** Collection entries **
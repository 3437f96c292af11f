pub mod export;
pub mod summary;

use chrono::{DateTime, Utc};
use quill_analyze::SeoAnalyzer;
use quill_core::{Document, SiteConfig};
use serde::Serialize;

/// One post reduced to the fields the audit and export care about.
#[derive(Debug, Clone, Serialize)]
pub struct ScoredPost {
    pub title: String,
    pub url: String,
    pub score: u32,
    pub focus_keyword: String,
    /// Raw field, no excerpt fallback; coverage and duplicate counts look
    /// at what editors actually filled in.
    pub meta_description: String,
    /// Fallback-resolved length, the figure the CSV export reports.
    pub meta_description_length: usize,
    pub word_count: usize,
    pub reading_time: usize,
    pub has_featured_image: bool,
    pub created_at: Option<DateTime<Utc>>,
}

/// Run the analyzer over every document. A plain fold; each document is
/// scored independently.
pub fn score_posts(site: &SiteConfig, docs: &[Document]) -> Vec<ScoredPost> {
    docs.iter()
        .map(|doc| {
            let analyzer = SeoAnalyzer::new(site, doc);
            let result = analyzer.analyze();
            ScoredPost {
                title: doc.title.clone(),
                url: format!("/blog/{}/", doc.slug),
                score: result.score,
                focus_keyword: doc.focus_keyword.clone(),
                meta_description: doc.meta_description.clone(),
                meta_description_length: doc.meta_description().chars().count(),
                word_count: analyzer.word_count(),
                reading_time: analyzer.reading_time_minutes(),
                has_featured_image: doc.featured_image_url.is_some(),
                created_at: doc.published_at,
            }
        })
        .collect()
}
* * *
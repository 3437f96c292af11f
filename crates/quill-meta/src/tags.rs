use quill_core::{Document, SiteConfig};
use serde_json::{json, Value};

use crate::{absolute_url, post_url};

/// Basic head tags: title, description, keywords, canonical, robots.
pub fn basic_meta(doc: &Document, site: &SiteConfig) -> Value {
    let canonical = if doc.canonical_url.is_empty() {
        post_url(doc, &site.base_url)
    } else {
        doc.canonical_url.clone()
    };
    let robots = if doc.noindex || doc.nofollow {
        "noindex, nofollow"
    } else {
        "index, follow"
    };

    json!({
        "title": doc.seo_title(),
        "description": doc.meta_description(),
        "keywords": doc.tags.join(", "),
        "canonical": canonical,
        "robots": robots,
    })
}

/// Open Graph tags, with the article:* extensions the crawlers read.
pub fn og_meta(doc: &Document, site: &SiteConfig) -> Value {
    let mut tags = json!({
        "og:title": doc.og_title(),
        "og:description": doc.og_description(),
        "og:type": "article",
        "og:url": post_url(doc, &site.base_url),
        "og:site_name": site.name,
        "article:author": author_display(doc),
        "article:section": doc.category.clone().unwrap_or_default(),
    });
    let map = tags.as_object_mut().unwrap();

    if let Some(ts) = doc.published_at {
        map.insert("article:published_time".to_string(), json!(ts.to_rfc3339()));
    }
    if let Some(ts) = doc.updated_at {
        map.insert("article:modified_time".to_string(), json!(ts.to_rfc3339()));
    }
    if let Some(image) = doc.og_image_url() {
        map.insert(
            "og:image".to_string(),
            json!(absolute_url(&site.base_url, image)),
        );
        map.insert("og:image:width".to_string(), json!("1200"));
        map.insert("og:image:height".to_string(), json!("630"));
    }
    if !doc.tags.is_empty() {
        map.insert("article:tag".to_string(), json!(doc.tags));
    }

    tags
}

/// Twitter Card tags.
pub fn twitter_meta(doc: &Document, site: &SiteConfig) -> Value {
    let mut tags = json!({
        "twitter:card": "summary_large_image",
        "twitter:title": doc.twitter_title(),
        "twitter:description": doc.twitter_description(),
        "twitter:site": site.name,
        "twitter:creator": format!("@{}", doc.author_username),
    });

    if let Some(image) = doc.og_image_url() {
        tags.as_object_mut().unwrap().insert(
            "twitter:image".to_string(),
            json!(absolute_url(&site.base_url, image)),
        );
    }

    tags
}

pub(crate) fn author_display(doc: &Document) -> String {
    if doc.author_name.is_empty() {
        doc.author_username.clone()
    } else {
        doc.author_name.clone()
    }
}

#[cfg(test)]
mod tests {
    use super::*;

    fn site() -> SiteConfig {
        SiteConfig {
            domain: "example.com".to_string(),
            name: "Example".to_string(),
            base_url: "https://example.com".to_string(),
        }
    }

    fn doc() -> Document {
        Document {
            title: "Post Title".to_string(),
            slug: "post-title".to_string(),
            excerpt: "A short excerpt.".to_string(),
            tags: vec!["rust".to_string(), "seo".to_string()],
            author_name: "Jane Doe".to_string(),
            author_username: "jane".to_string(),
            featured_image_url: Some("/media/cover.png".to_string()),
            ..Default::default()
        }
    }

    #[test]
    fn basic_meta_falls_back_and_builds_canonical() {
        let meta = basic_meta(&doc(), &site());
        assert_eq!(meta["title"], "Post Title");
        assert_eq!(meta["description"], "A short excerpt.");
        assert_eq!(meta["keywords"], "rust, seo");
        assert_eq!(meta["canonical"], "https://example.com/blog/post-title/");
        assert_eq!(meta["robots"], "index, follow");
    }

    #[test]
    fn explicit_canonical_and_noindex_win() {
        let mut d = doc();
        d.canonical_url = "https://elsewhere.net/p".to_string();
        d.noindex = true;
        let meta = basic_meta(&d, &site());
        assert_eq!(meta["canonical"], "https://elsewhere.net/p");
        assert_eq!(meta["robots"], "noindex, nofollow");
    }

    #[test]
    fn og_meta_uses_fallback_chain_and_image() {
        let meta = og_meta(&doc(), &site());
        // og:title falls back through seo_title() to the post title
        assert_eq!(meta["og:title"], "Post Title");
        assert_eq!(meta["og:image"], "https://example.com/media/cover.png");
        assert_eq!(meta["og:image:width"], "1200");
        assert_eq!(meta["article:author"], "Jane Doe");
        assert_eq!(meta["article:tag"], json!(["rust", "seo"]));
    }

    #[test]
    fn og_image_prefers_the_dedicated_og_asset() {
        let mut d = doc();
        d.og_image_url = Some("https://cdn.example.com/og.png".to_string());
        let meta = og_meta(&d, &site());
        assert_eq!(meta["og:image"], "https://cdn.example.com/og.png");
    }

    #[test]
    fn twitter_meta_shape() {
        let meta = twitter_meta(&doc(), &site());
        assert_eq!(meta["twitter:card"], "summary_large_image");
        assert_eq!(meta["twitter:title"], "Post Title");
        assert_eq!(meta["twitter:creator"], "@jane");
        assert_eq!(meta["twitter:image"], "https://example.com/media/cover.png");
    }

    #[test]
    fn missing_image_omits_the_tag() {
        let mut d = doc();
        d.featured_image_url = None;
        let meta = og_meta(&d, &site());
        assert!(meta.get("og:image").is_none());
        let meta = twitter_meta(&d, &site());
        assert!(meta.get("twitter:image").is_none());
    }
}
--
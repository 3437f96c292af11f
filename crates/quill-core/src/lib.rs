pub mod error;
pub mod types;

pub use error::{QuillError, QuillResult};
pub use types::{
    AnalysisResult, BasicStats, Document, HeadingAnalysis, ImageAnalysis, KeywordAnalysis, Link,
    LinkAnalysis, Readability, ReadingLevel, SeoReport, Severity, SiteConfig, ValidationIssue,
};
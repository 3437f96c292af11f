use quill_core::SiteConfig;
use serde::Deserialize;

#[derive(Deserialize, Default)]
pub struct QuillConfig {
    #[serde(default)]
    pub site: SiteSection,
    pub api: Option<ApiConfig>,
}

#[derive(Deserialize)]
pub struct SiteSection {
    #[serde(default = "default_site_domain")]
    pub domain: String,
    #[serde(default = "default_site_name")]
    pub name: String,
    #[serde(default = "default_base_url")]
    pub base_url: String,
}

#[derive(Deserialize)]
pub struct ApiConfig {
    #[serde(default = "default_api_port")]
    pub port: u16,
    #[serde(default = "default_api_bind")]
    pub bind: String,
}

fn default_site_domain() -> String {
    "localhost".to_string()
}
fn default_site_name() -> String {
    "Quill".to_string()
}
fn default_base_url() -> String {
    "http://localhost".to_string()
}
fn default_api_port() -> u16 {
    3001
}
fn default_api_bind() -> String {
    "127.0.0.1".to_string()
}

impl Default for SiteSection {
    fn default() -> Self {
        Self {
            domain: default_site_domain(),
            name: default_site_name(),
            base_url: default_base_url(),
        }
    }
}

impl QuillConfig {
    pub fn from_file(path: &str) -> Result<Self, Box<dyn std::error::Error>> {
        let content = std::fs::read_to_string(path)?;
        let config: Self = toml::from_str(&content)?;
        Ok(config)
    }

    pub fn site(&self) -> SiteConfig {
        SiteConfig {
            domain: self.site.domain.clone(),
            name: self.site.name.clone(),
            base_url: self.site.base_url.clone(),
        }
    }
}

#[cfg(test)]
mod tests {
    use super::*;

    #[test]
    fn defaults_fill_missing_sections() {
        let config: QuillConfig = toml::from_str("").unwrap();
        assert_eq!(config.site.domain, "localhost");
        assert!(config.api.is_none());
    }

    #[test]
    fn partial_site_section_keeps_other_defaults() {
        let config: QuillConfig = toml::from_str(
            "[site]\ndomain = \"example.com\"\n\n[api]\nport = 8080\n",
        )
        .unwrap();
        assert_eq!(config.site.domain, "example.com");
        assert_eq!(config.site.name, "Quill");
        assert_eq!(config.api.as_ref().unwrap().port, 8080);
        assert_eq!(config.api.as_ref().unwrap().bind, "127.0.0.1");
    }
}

** Task description **
Each line holding "format" in the records should be copied out.

** Solution to the exercise **
                url: format!("/blog/{}/", doc.slug),
        "twitter:creator": format!("@{}", doc.author_username),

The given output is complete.